High crude, restricted subsidy aid ONGC

Anand Kalyanaraman Updated - March 12, 2018 at 12:31 PM.

High crude oil prices, restricted subsidy burden and a weak rupee have helped ONGC put up a strong show in the September 2011 quarter. Despite output remaining nearly the same, the company's sales grew 24 per cent (over the same quarter in the previous year) and profits grew much stronger — at above 60 per cent.

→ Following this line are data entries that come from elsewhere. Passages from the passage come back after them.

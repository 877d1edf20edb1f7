//! Panel groups - the accordion itself
//!
//! A [`PanelGroup`] enhances one container. Item state is never cached: an
//! item is open when it carries the active marker, and its panel is shown
//! when it lacks the hidden marker. Both markers are always changed
//! together, so the document stays the single source of truth.

use std::cell::Cell;
use std::fmt;
use std::rc::Rc;

use log::{debug, warn};
use serde::{Deserialize, Serialize};

use crate::config::Markers;
use crate::dom::{ClickHandler, ClickOutcome, Dom, ListenerBinding};
use crate::error::{StackPanelError, StackPanelResult};

/// Which item is open right after construction
#[derive(Debug, Clone, Copy, Default, PartialEq, Eq, Serialize, Deserialize)]
#[serde(rename_all = "snake_case")]
pub enum InitialOpen {
    /// Keep the markup's state. A single-open group still closes every item
    /// that is not the container's first `li`, so at most that one stays
    /// open.
    #[default]
    Authored,
    /// Open the item at this index. A single-open group closes the others.
    Index(usize),
    /// Close every item
    Closed,
}

/// Construction options for a [`PanelGroup`]
#[derive(Debug, Clone, PartialEq, Eq)]
pub struct PanelGroupOptions {
    /// Allow several items to be open at once
    pub multi_open: bool,
    pub initial: InitialOpen,
    pub markers: Markers,
}

impl Default for PanelGroupOptions {
    fn default() -> Self {
        Self {
            multi_open: false,
            initial: InitialOpen::Authored,
            markers: Markers::default(),
        }
    }
}

impl PanelGroupOptions {
    /// At most one item open at a time
    pub fn single() -> Self {
        Self::default()
    }

    /// Items toggle independently
    pub fn multi() -> Self {
        Self {
            multi_open: true,
            ..Self::default()
        }
    }

    pub fn with_initial(mut self, initial: InitialOpen) -> Self {
        self.initial = initial;
        self
    }

    pub fn with_markers(mut self, markers: Markers) -> Self {
        self.markers = markers;
        self
    }
}

/// Extract the panel id from an anchor href (the text after the last `#`)
pub fn panel_id_from_href(href: &str) -> Option<&str> {
    href.rsplit_once('#')
        .map(|(_, fragment)| fragment)
        .filter(|fragment| !fragment.is_empty())
}

/// One accordion container and its click handling
pub struct PanelGroup<D: Dom> {
    container_id: String,
    container: D::Node,
    options: PanelGroupOptions,
    binding: Cell<Option<ListenerBinding>>,
}

impl<D: Dom> fmt::Debug for PanelGroup<D> {
    fn fmt(&self, f: &mut fmt::Formatter<'_>) -> fmt::Result {
        f.debug_struct("PanelGroup")
            .field("container_id", &self.container_id)
            .field("container", &self.container)
            .field("options", &self.options)
            .field("binding", &self.binding.get())
            .finish()
    }
}

impl<D: Dom> PanelGroup<D> {
    /// Find the container and apply the initial state, without listening
    /// for clicks. Returns `None` if the container does not exist.
    pub fn new(dom: &mut D, container_id: &str, options: PanelGroupOptions) -> Option<Self> {
        let Some(container) = dom.element_by_id(container_id) else {
            debug!("stack panel '{}' not present, skipping", container_id);
            return None;
        };

        let group = Self {
            container_id: container_id.to_string(),
            container,
            options,
            binding: Cell::new(None),
        };
        group.apply_initial(dom);
        Some(group)
    }

    /// Build the group and attach its click listener to the container.
    ///
    /// A missing container is not an error: the result is `Ok(None)` and no
    /// listener is registered.
    pub fn attach(
        dom: &mut D,
        container_id: &str,
        options: PanelGroupOptions,
    ) -> StackPanelResult<Option<Rc<Self>>> {
        let Some(group) = Self::new(dom, container_id, options) else {
            return Ok(None);
        };
        let group = Rc::new(group);
        group.bind(dom)?;
        Ok(Some(group))
    }

    /// Register the delegated click listener. The listener shares ownership
    /// of the group, so it keeps working for as long as the host keeps the
    /// listener, whatever happens to the returned handle.
    pub fn bind(self: &Rc<Self>, dom: &mut D) -> StackPanelResult<ListenerBinding> {
        let group = Rc::clone(self);
        let handler: ClickHandler<D> =
            Box::new(move |dom, target| group.handle_click(dom, target));
        let binding = dom.listen_click(&self.container, handler)?;
        debug!(
            "stack panel '{}' listening for clicks via {:?}",
            self.container_id, binding
        );
        self.binding.set(Some(binding));
        Ok(binding)
    }

    pub fn container_id(&self) -> &str {
        &self.container_id
    }

    pub fn container(&self) -> &D::Node {
        &self.container
    }

    pub fn options(&self) -> &PanelGroupOptions {
        &self.options
    }

    pub fn is_multi_open(&self) -> bool {
        self.options.multi_open
    }

    /// How the click listener was attached, if it was
    pub fn binding(&self) -> Option<ListenerBinding> {
        self.binding.get()
    }

    // ========================
    // State
    // ========================

    /// Items of the group: `li` descendants carrying the item marker
    pub fn items(&self, dom: &D) -> Vec<D::Node> {
        dom.elements_by_tag(&self.container, "li")
            .into_iter()
            .filter(|li| dom.has_class(li, &self.options.markers.item))
            .collect()
    }

    pub fn is_open(&self, dom: &D, item: &D::Node) -> bool {
        dom.has_class(item, &self.options.markers.active)
    }

    pub fn open_items(&self, dom: &D) -> Vec<D::Node> {
        self.items(dom)
            .into_iter()
            .filter(|item| self.is_open(dom, item))
            .collect()
    }

    /// The panel an item controls
    pub fn panel_of(&self, dom: &D, item: &D::Node) -> StackPanelResult<D::Node> {
        let anchor = dom
            .elements_by_tag(item, "a")
            .into_iter()
            .next()
            .ok_or(StackPanelError::MissingAnchor)?;
        let href = dom.attribute(&anchor, "href").unwrap_or_default();
        let panel_id =
            panel_id_from_href(&href).ok_or_else(|| StackPanelError::MissingFragment(href.clone()))?;
        dom.element_by_id(panel_id)
            .ok_or_else(|| StackPanelError::PanelNotFound(panel_id.to_string()))
    }

    // ========================
    // Operations
    // ========================

    /// Open (`visible = true`) or close an item and its panel.
    ///
    /// Returns `Ok(true)` if the state changed; asking for the current state
    /// is a no-op. On error neither the item nor its panel is modified.
    pub fn show(&self, dom: &mut D, item: &D::Node, visible: bool) -> StackPanelResult<bool> {
        if self.is_open(dom, item) == visible {
            return Ok(false);
        }
        let panel = self.panel_of(dom, item)?;
        let markers = &self.options.markers;
        dom.set_class(&panel, &markers.hidden, !visible);
        dom.set_class(item, &markers.active, visible);
        Ok(true)
    }

    /// Toggle an item. In a single-open group every other item is closed
    /// first, so clicking the open item leaves none open.
    ///
    /// A single-open group only toggles `li` elements carrying the item
    /// marker; anything else is left as it is.
    pub fn toggle(&self, dom: &mut D, item: &D::Node) -> StackPanelResult<()> {
        if !self.options.multi_open {
            for other in self.items(dom) {
                if &other != item {
                    if let Err(e) = self.show(dom, &other, false) {
                        warn!("stack panel '{}': cannot close item: {}", self.container_id, e);
                    }
                }
            }
            if !dom.has_class(item, &self.options.markers.item) {
                debug!(
                    "stack panel '{}': clicked li is not an item, left unchanged",
                    self.container_id
                );
                return Ok(());
            }
        }
        let open = self.is_open(dom, item);
        self.show(dom, item, !open)?;
        Ok(())
    }

    /// Click listener body.
    ///
    /// Only clicks on an element carrying the link marker are handled; the
    /// enclosing `li` is toggled and the default navigation must be
    /// suppressed by the caller. Markup errors are logged, not raised.
    pub fn handle_click(&self, dom: &mut D, target: &D::Node) -> ClickOutcome {
        if !dom.has_class(target, &self.options.markers.link) {
            return ClickOutcome::Ignored;
        }
        let Some(item) = self.enclosing_item(dom, target) else {
            debug!(
                "stack panel '{}': link outside of any item",
                self.container_id
            );
            return ClickOutcome::Ignored;
        };
        if let Err(e) = self.toggle(dom, &item) {
            warn!("stack panel '{}': {}", self.container_id, e);
        }
        ClickOutcome::Handled
    }

    /// Nearest `li` at or above `node`, stopping at the container
    fn enclosing_item(&self, dom: &D, node: &D::Node) -> Option<D::Node> {
        let mut current = Some(node.clone());
        while let Some(n) = current {
            if n == self.container {
                return None;
            }
            if dom.tag_name(&n).eq_ignore_ascii_case("li") {
                return Some(n);
            }
            current = dom.parent(&n);
        }
        None
    }

    fn apply_initial(&self, dom: &mut D) {
        if self.options.initial == InitialOpen::Authored {
            self.close_authored(dom);
            return;
        }
        let items = self.items(dom);
        let multi = self.options.multi_open;

        let wanted = |index: usize| -> Option<bool> {
            match self.options.initial {
                InitialOpen::Authored => None,
                InitialOpen::Index(open) if index == open => Some(true),
                InitialOpen::Index(_) if multi => None,
                InitialOpen::Index(_) | InitialOpen::Closed => Some(false),
            }
        };

        if let InitialOpen::Index(open) = self.options.initial {
            if open >= items.len() {
                debug!(
                    "stack panel '{}': initial index {} out of range ({} items)",
                    self.container_id,
                    open,
                    items.len()
                );
            }
        }

        for (index, item) in items.iter().enumerate() {
            if let Some(visible) = wanted(index) {
                if let Err(e) = self.show(dom, item, visible) {
                    warn!("stack panel '{}': item {}: {}", self.container_id, index, e);
                }
            }
        }
    }

    /// Single-open groups close every item except the first `li` of the
    /// container. Positions count all `li` descendants, marked or not, so
    /// an unmarked header `li` takes the exempt slot.
    fn close_authored(&self, dom: &mut D) {
        if self.options.multi_open {
            return;
        }
        let lis = dom.elements_by_tag(&self.container, "li");
        for (index, li) in lis.iter().enumerate().skip(1) {
            if !dom.has_class(li, &self.options.markers.item) {
                continue;
            }
            if let Err(e) = self.show(dom, li, false) {
                warn!("stack panel '{}': li {}: {}", self.container_id, index, e);
            }
        }
    }
}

The subsidy burden on upstream companies during the quarter was restricted to one-third. This, along with the sharp 46 per cent rise in average crude oil price to $112 a barrel, saw ONGC's net realisation improve to $83.70 a barrel from $62.80 a year ago. Besides, the rupee's considerable fall against the dollar (down almost 9 per cent from September 2010) helped ONGC improve rupee realisation for its output.

Markets lukewarm

Aiding profit growth in the quarter was also a 25 per cent fall in depreciation cost. On a sequential quarter basis too, the company has posted impressive results and more than doubled its profits. The price hikes in diesel, LPG and kerosene, and duty cuts in late June helped the company to more than halve its subsidy burden from the June quarter.

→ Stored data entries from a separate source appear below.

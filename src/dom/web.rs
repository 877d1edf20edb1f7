//! Browser document backed by `web-sys`

use wasm_bindgen::prelude::*;
use wasm_bindgen::JsCast;
use web_sys::{Document, Element, HtmlElement};

use crate::class_list::ClassList;
use crate::error::{StackPanelError, StackPanelResult};

use super::{ClickHandler, ClickOutcome, Dom, ListenerBinding};

/// The page's `document`
#[derive(Debug, Clone)]
pub struct WebDom {
    document: Document,
}

impl WebDom {
    pub fn new(document: Document) -> Self {
        Self { document }
    }

    /// Document of the global window
    pub fn from_window() -> StackPanelResult<Self> {
        let window = web_sys::window()
            .ok_or_else(|| StackPanelError::Host("window is unavailable".to_string()))?;
        let document = window
            .document()
            .ok_or_else(|| StackPanelError::Host("document is unavailable".to_string()))?;
        Ok(Self::new(document))
    }

    pub fn document(&self) -> &Document {
        &self.document
    }
}

/// Convert a thrown JS value into a host error
pub(crate) fn js_error(value: JsValue) -> StackPanelError {
    StackPanelError::Host(format!("{value:?}"))
}

/// Call `target.attachEvent(event, callback)` if the engine has it
pub(crate) fn legacy_attach(target: &JsValue, event: &str, callback: &js_sys::Function) -> bool {
    let Ok(attach) = js_sys::Reflect::get(target, &JsValue::from_str("attachEvent")) else {
        return false;
    };
    match attach.dyn_ref::<js_sys::Function>() {
        Some(attach) => attach
            .call2(target, &JsValue::from_str(event), callback)
            .is_ok(),
        None => false,
    }
}

/// Install `callback` as the element's `onclick`. The slot holds a single
/// handler, so whatever was there before is replaced.
pub(crate) fn set_handler_property(node: &Element, callback: &js_sys::Function) -> bool {
    match node.dyn_ref::<HtmlElement>() {
        Some(element) => {
            element.set_onclick(Some(callback));
            true
        }
        None => false,
    }
}

impl Dom for WebDom {
    type Node = Element;

    fn element_by_id(&self, id: &str) -> Option<Element> {
        self.document.get_element_by_id(id)
    }

    fn tag_name(&self, node: &Element) -> String {
        node.tag_name().to_ascii_lowercase()
    }

    fn parent(&self, node: &Element) -> Option<Element> {
        node.parent_element()
    }

    fn elements_by_tag(&self, root: &Element, tag: &str) -> Vec<Element> {
        let collection = root.get_elements_by_tag_name(tag);
        (0..collection.length())
            .filter_map(|i| collection.item(i))
            .collect()
    }

    fn attribute(&self, node: &Element, name: &str) -> Option<String> {
        node.get_attribute(name)
    }

    fn class_list(&self, node: &Element) -> ClassList {
        ClassList::parse(&node.class_name())
    }

    fn set_class_list(&mut self, node: &Element, classes: &ClassList) {
        node.set_class_name(&classes.to_string());
    }

    fn listen_click(
        &mut self,
        node: &Element,
        handler: ClickHandler<Self>,
    ) -> StackPanelResult<ListenerBinding> {
        let document = self.document.clone();
        let mut handler = handler;
        let closure = Closure::wrap(Box::new(move |event: web_sys::Event| {
            let Some(target) = event.target().and_then(|t| t.dyn_into::<Element>().ok()) else {
                return;
            };
            let mut dom = WebDom::new(document.clone());
            if handler(&mut dom, &target) == ClickOutcome::Handled {
                event.prevent_default();
            }
        }) as Box<dyn FnMut(web_sys::Event)>);

        let callback: &js_sys::Function = closure.as_ref().unchecked_ref();
        let binding = ListenerBinding::first_available(
            || node.add_event_listener_with_callback("click", callback).is_ok(),
            || legacy_attach(node.as_ref(), "onclick", callback),
            || set_handler_property(node, callback),
        )
        .ok_or_else(|| StackPanelError::ListenerUnavailable(node.id()))?;

        // Listeners live as long as the page
        closure.forget();
        Ok(binding)
    }
}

Markets though seem lukewarm to ONGC's performance. Though the stock opened strongly in Tuesday's trade, it gave up most gains by close of the session.

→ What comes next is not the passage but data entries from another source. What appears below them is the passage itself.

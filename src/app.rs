//! Application state
//!
//! [`App`] is built once, when the page is ready, and owns every panel group
//! found in the document. [`bootstrap`] wires that construction to a
//! [`ReadyHost`].

use std::cell::RefCell;
use std::rc::Rc;

use log::{debug, info, warn};

use crate::config::AppConfig;
use crate::dom::Dom;
use crate::error::StackPanelResult;
use crate::panel::PanelGroup;
use crate::ready::{ReadyBootstrap, ReadyGate, ReadyHost, ReadyRegistration};

/// The panel groups of one page
pub struct App<D: Dom> {
    config: AppConfig,
    groups: Vec<Rc<PanelGroup<D>>>,
}

impl<D: Dom> App<D> {
    /// Build a panel group for every configured container present in the
    /// document. Absent containers are skipped; a container whose listener
    /// cannot be attached is logged and skipped.
    pub fn init(dom: &mut D, config: &AppConfig) -> Self {
        let mut groups = Vec::new();

        for group in &config.groups {
            let options = config.group_options(group);
            match PanelGroup::attach(dom, &group.container_id, options) {
                Ok(Some(panel)) => groups.push(panel),
                Ok(None) => {}
                Err(e) => warn!("stack panel '{}' disabled: {}", group.container_id, e),
            }
        }

        info!("{} stack panel(s) initialised", groups.len());
        Self {
            config: config.clone(),
            groups,
        }
    }

    pub fn config(&self) -> &AppConfig {
        &self.config
    }

    pub fn groups(&self) -> &[Rc<PanelGroup<D>>] {
        &self.groups
    }

    /// Group attached to the container with this id
    pub fn group(&self, container_id: &str) -> Option<&Rc<PanelGroup<D>>> {
        self.groups
            .iter()
            .find(|group| group.container_id() == container_id)
    }
}

/// Shared slot filled with the [`App`] once the page is ready
pub struct Booted<D: Dom> {
    pub registration: ReadyRegistration,
    app: Rc<RefCell<Option<App<D>>>>,
    gate: ReadyGate,
}

impl<D: Dom> Booted<D> {
    pub fn is_ready(&self) -> bool {
        self.gate.has_fired()
    }

    /// The application, once initialised
    pub fn app(&self) -> std::cell::Ref<'_, Option<App<D>>> {
        self.app.borrow()
    }

    /// Number of groups initialised so far
    pub fn group_count(&self) -> usize {
        self.app.borrow().as_ref().map_or(0, |app| app.groups().len())
    }
}

/// Initialise the application once `host` reports the page ready.
///
/// The document is shared with the ready callback; it is only borrowed
/// while the groups are being built.
pub fn bootstrap<D: Dom, H: ReadyHost>(
    host: &mut H,
    dom: Rc<RefCell<D>>,
    config: AppConfig,
) -> StackPanelResult<Booted<D>> {
    let app = Rc::new(RefCell::new(None));
    let slot = Rc::clone(&app);
    let ready = ReadyBootstrap::new(config.ready.clone());

    let gate = ReadyGate::new(move || {
        debug!("page ready, building stack panels");
        let built = App::init(&mut *dom.borrow_mut(), &config);
        *slot.borrow_mut() = Some(built);
    });

    let registration = ready.register_gate(host, gate.clone())?;
    Ok(Booted {
        registration,
        app,
        gate,
    })
}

Apprehensions of a repeat of FY-11 when the subsidy burden on upstream companies was increased in the last quarter from 33.3 per cent to 38.7 per cent, may have contributed to the muted response.

Also, reports that ONGC's long-delayed further public offer (FPO) might hit the market by the end of this calendar year, seems to have dampened interest in the stock. Public sector stocks have usually been beaten down below their FPOs.